The cargo included food and medical supplies to help alleviate the suffering of Yemen’s civilians, and was delivered under the international humanitarian relief efforts implemented by the Khalifa bin Zayed Al Nahyan Foundation.
“Pro-Houthi forces have been raining mortar shells and rockets on to populated areas of Aden with no apparent regard for the civilians remaining there,” said HRW’s senior emergencies researcher, Ole Solvang.
“These unlawful attacks take a terrible human toll and should stop immediately.
“Houthi leaders should realise that they could face a war crimes trial for ordering or even just overseeing indiscriminate rocket attacks on civilian neighbourhoods,” Mr Solvang added.
Local officials said on Thursday that pro-government forces backed by Saudi-led coalition air strikes had recaptured positions on the outskirts of Aden that were used by the Houthi rebels to fire rockets into the city.
These forces, who retook Aden from the Iran-allied Houthis on July 17, seized the town of Muthalath Al Ilm, at Aden’s eastern entrance, the officials said.
The fighters, who call themselves the Southern Resistance forces, also recaptured neighbourhoods to the north of Aden, including Ya’wala, Al Basateen and Qariat Al Falahi.
The officials said that the two sides were still fighting in Al Houta, the capital of the southern province of Lahj – 30 kilometres from Aden – where clashes have persisted for several days.
Meanwhile, Saudi-led air raids targeted locations across the south on Thursday, including Dhalea and Aland airbase, the Houthis’ Saba news agency said, quoting a security source at Yemen’s interior ministry.
The Houthis, along with allied forces loyal to former Yemeni president Ali Abdullah Saleh, have been battling forces loyal to exiled president Abdrabu Mansur Hadi in and around Aden for months.
A nationwide pause proposed by the coalition failed to take hold this week, threatening the delivery of vital aid to people affected by the violence.
Four months of fighting have killed almost 4,000 people, nearly half of them civilians, according to the United Nations.

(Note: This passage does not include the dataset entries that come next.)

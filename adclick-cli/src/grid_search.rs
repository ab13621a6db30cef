use std::cmp::Ordering;
use std::time::{Duration, Instant};

use adclick::{Example, ParamGuard};
use adclick_ftrl::{FollowTheRegularizedLeader, FtrlValidParams};
use log::info;
use rayon::prelude::*;

use crate::config::GridConfig;
use crate::error::Result;
use crate::holdout::{train_with_holdout, Holdout};

/// Holdout result of one hyperparameter combination
#[derive(Clone, Debug, PartialEq)]
pub struct TrialSummary {
    /// Position of the combination in the grid
    pub index: usize,
    pub alpha: f64,
    pub beta: f64,
    pub lambda1: f64,
    pub lambda2: f64,
    pub log_loss: f64,
    pub holdout_examples: usize,
    pub elapsed: Duration,
}

impl TrialSummary {
    /// Order by holdout log loss, ties go to the combination that comes first in the grid
    pub fn rank(&self, other: &Self) -> Ordering {
        self.log_loss
            .total_cmp(&other.log_loss)
            .then(self.index.cmp(&other.index))
    }
}

/// Outcome of a grid search
pub struct GridSearchResult {
    pub best: TrialSummary,
    /// Learner of the best combination, trained on the non-held-out records
    pub model: FollowTheRegularizedLeader<f64>,
    /// All trials in grid order
    pub trials: Vec<TrialSummary>,
}

/// Exhaustive search over a hyperparameter grid with holdout validation
///
/// Every combination gets a fresh learner and a fresh pass over the training stream. Learners
/// share no state, with more than one job they are trained on a rayon thread pool.
#[derive(Clone, Debug)]
pub struct GridSearch {
    grid: GridConfig,
    n_coordinates: usize,
    holdout: Holdout,
    jobs: usize,
}

impl GridSearch {
    pub fn new(grid: GridConfig, n_coordinates: usize, holdout: Holdout) -> Self {
        GridSearch {
            grid,
            n_coordinates,
            holdout,
            jobs: 1,
        }
    }

    /// Number of learners trained concurrently, defaults to `1`
    ///
    /// With more than one job only the hyperparameters of the winner are kept and its learner is
    /// trained once more after the search, each learner holds two arrays of `n_coordinates`.
    pub fn jobs(mut self, jobs: usize) -> Self {
        self.jobs = jobs.max(1);
        self
    }

    /// Run the search, `source` opens a new pass over the training records
    pub fn run<S, I>(&self, source: S) -> Result<GridSearchResult>
    where
        S: Fn() -> adclick_datasets::Result<I> + Sync,
        I: IntoIterator<Item = adclick_datasets::Result<Example>>,
    {
        let params = self
            .grid
            .combinations(self.n_coordinates)?
            .into_iter()
            .map(|p| p.check())
            .collect::<std::result::Result<Vec<_>, _>>()?;
        info!(
            "grid search over {} combinations, holding out every {} records",
            params.len(),
            self.holdout.period()
        );

        if self.jobs == 1 {
            self.run_sequential(&params, &source)
        } else {
            self.run_parallel(&params, &source)
        }
    }

    fn run_sequential<S, I>(
        &self,
        params: &[FtrlValidParams<f64>],
        source: &S,
    ) -> Result<GridSearchResult>
    where
        S: Fn() -> adclick_datasets::Result<I>,
        I: IntoIterator<Item = adclick_datasets::Result<Example>>,
    {
        let mut trials = Vec::with_capacity(params.len());
        let mut best: Option<(TrialSummary, FollowTheRegularizedLeader<f64>)> = None;

        for (index, p) in params.iter().enumerate() {
            let (summary, model) = self.evaluate(index, p, source)?;
            let improves = best
                .as_ref()
                .map_or(true, |(b, _)| summary.rank(b) == Ordering::Less);
            trials.push(summary.clone());
            if improves {
                best = Some((summary, model));
            }
        }

        match best {
            Some((best, model)) => Ok(finish(best, model, trials)),
            None => unreachable!("a validated grid has at least one combination"),
        }
    }

    fn run_parallel<S, I>(
        &self,
        params: &[FtrlValidParams<f64>],
        source: &S,
    ) -> Result<GridSearchResult>
    where
        S: Fn() -> adclick_datasets::Result<I> + Sync,
        I: IntoIterator<Item = adclick_datasets::Result<Example>>,
    {
        let pool = rayon::ThreadPoolBuilder::new()
            .num_threads(self.jobs)
            .build()?;
        let trials = pool.install(|| {
            params
                .par_iter()
                .enumerate()
                .map(|(index, p)| self.evaluate(index, p, source).map(|(summary, _)| summary))
                .collect::<Result<Vec<_>>>()
        })?;

        let best = match trials.iter().min_by(|a, b| a.rank(b)) {
            Some(best) => best.clone(),
            None => unreachable!("a validated grid has at least one combination"),
        };
        info!("retraining the best combination #{}", best.index);
        let (_, model) = self.evaluate(best.index, &params[best.index], source)?;
        Ok(finish(best, model, trials))
    }

    fn evaluate<S, I>(
        &self,
        index: usize,
        params: &FtrlValidParams<f64>,
        source: &S,
    ) -> Result<(TrialSummary, FollowTheRegularizedLeader<f64>)>
    where
        S: Fn() -> adclick_datasets::Result<I>,
        I: IntoIterator<Item = adclick_datasets::Result<Example>>,
    {
        let start = Instant::now();
        let mut model = FollowTheRegularizedLeader::new(params.clone());
        let report = train_with_holdout(&mut model, source()?, self.holdout)?;

        let summary = TrialSummary {
            index,
            alpha: params.alpha(),
            beta: params.beta(),
            lambda1: params.lambda1(),
            lambda2: params.lambda2(),
            log_loss: report.log_loss,
            holdout_examples: report.holdout_examples,
            elapsed: start.elapsed(),
        };
        info!(
            "alpha: {}, beta: {}, lambda1: {}, lambda2: {}, logloss: {:.6}, elapsed: {:?}",
            summary.alpha,
            summary.beta,
            summary.lambda1,
            summary.lambda2,
            summary.log_loss,
            summary.elapsed
        );
        Ok((summary, model))
    }
}

fn finish(
    best: TrialSummary,
    model: FollowTheRegularizedLeader<f64>,
    trials: Vec<TrialSummary>,
) -> GridSearchResult {
    info!(
        "best: alpha: {}, beta: {}, lambda1: {}, lambda2: {}, holdout logloss: {:.6}",
        best.alpha, best.beta, best.lambda1, best.lambda2, best.log_loss
    );
    GridSearchResult {
        best,
        model,
        trials,
    }
}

The head of aid group Doctors Without Borders said on Thursday that more needed to be done to ensure that medicine reaches Yemen’s sick.

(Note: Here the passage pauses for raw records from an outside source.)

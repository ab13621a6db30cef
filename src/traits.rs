//! Provide traits for different classes of algorithms
//!

/// Incremental (online) training
///
/// An incremental learner consumes one record at a time and mutates its own state. Calls against
/// one instance must be strictly ordered, each update depends on the state left by the previous
/// one.
pub trait IncrementalFit<X: ?Sized, T> {
    type Error: std::error::Error;

    /// Update the model with a single record `x` and its target
    fn fit_one(&mut self, x: &X, target: T) -> Result<(), Self::Error>;
}

/// Probability prediction for binary classifiers
///
/// Returns the probability of the positive class for the record `x`. Implementors must not change
/// observable state when predicting.
pub trait PredictProbability<X: ?Sized, F> {
    type Error: std::error::Error;

    fn predict_probability(&self, x: &X) -> Result<F, Self::Error>;
}
use adclick::metrics::LogLossAccumulator;
use adclick::ParamGuard;
use adclick_ftrl::{FollowTheRegularizedLeader, Result};
use rand::rngs::SmallRng;
use rand::{Rng, SeedableRng};

const N_COORDINATES: usize = 1 << 16;

fn main() -> Result<()> {
    let mut rng = SmallRng::seed_from_u64(42);

    let params = FollowTheRegularizedLeader::params(0.1, 1.0, 1.0, 1.0, N_COORDINATES).check()?;
    let mut model = FollowTheRegularizedLeader::new(params);

    // Every tenth record is held out to imitate online validation
    let mut holdout = LogLossAccumulator::new();
    for t in 0..200_000usize {
        let site = rng.gen_range(0..50usize);
        let device = rng.gen_range(0..20usize);
        let x = vec![0, 1 + site, 100 + device];
        let ctr = if site % 5 == 0 { 0.4 } else { 0.1 };
        let y = rng.gen_bool(ctr);

        if t % 10 == 0 {
            holdout.add(y, model.predict(&x)?);
        } else {
            model.learn(&x, y)?;
        }
    }

    println!(
        "holdout log loss {:.5} over {} records, {} nonzero weights",
        holdout.mean().unwrap_or(f64::NAN),
        holdout.count(),
        model.nonzero_weights()
    );
    Ok(())
}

During a visit to the country Joanne Liu said that she understood the need for the Saudi-led coalition to enforce a blockade of Yemen, where the Houthis are under a United Nations security council arms embargo.
“But we need to put in place ways to get supplies to come in, in a safe way, and people can get their medicine and not die” of easily treatable diseases.

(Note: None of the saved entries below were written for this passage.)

use async_trait::async_trait;
use serde::Deserialize;

use crate::error::DirectoryError;
use crate::types::Endpoint;

/// Lists the candidate database endpoints for one scan.
///
/// A failure here is fatal to the invocation: with no endpoint list there is
/// nothing to report, so the error propagates before the scanner runs.
#[async_trait]
pub trait InstanceDirectory: Send + Sync {
    async fn list_endpoints(&self) -> Result<Vec<Endpoint>, DirectoryError>;
}

/// Directory backed by a fixed, pre-parsed endpoint list (CLI file input,
/// inline request payloads, tests).
#[derive(Debug, Clone)]
pub struct StaticDirectory {
    endpoints: Vec<Endpoint>,
}

impl StaticDirectory {
    pub fn new(endpoints: Vec<Endpoint>) -> Self {
        Self { endpoints }
    }
}

#[async_trait]
impl InstanceDirectory for StaticDirectory {
    async fn list_endpoints(&self) -> Result<Vec<Endpoint>, DirectoryError> {
        Ok(self.endpoints.clone())
    }
}

#[derive(Debug, Deserialize)]
struct InventoryResponse {
    instances: Vec<Endpoint>,
}

/// Directory backed by a cloud inventory HTTP API returning
/// `{ "instances": [ { "host": ..., "port": ..., "region": ... } ] }`.
#[derive(Debug, Clone)]
pub struct HttpDirectory {
    client: reqwest::Client,
    url: String,
    region: Option<String>,
}

impl HttpDirectory {
    pub fn new(url: impl Into<String>, region: Option<String>) -> Self {
        Self {
            client: reqwest::Client::new(),
            url: url.into(),
            region,
        }
    }
}

#[async_trait]
impl InstanceDirectory for HttpDirectory {
    async fn list_endpoints(&self) -> Result<Vec<Endpoint>, DirectoryError> {
        let mut req = self.client.get(&self.url);
        if let Some(region) = &self.region {
            req = req.query(&[("region", region.as_str())]);
        }
        let resp = req.send().await?.error_for_status()?;
        let body: InventoryResponse = resp
            .json()
            .await
            .map_err(|e| DirectoryError::Malformed(e.to_string()))?;
        Ok(body.instances)
    }
}

#[cfg(test)]
mod tests {
    use super::*;

    #[tokio::test]
    async fn static_directory_returns_its_list() {
        let dir = StaticDirectory::new(vec![Endpoint::new("db-a"), Endpoint::new("db-b")]);
        let eps = dir.list_endpoints().await.unwrap();
        assert_eq!(eps.len(), 2);
        assert_eq!(eps[0].host, "db-a");
    }

    #[test]
    fn inventory_body_deserializes() {
        let body = r#"{"instances":[{"host":"db-a","port":5433,"region":"us-east-1"},{"host":"db-b"}]}"#;
        let parsed: InventoryResponse = serde_json::from_str(body).unwrap();
        assert_eq!(parsed.instances.len(), 2);
        assert_eq!(parsed.instances[0].port, Some(5433));
        assert_eq!(parsed.instances[1].port, None);
    }
}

Also on Thursday, a local official said that a suspected US drone strike had killed five presumed members of Al Qaeda in Southern Yemen.
A vehicle carrying the men was hit overnight as it travelled through Wadi Dikha in the province of Abyan, after it had set off from the southern city of Mukalla, a bastion of Al Qaeda.
A local Al Qaeda chief named as Abu Ahmad Al Kazimi was among those killed in the strike, said the official.
Other local officials, along with residents, said that four suspected members of the Al Qaeda affiliated Ansar Al Sharia militant group had been killed in the strike.
The United States is the only country known to operate armed drones over Yemen, and attacks by the unmanned aircraft have continued during the past four months of fighting.
In June, the Yemen-based Al Qaeda in the Arabian Peninsula – considered by Washington to be Al Qaeda’s most dangerous franchise – announced the death of its Yemen commander, Nasir Al Wuhayshi, in a US drone attack.
AQAP was behind several plots against Western targets and claimed the January massacre at French satirical magazine Charlie Hebdo in Paris.
The group has taken advantage of the chaos gripping Yemen to make territorial gains in the south, including taking control of Mukalla, the capital of the vast desert province of Hadramawt.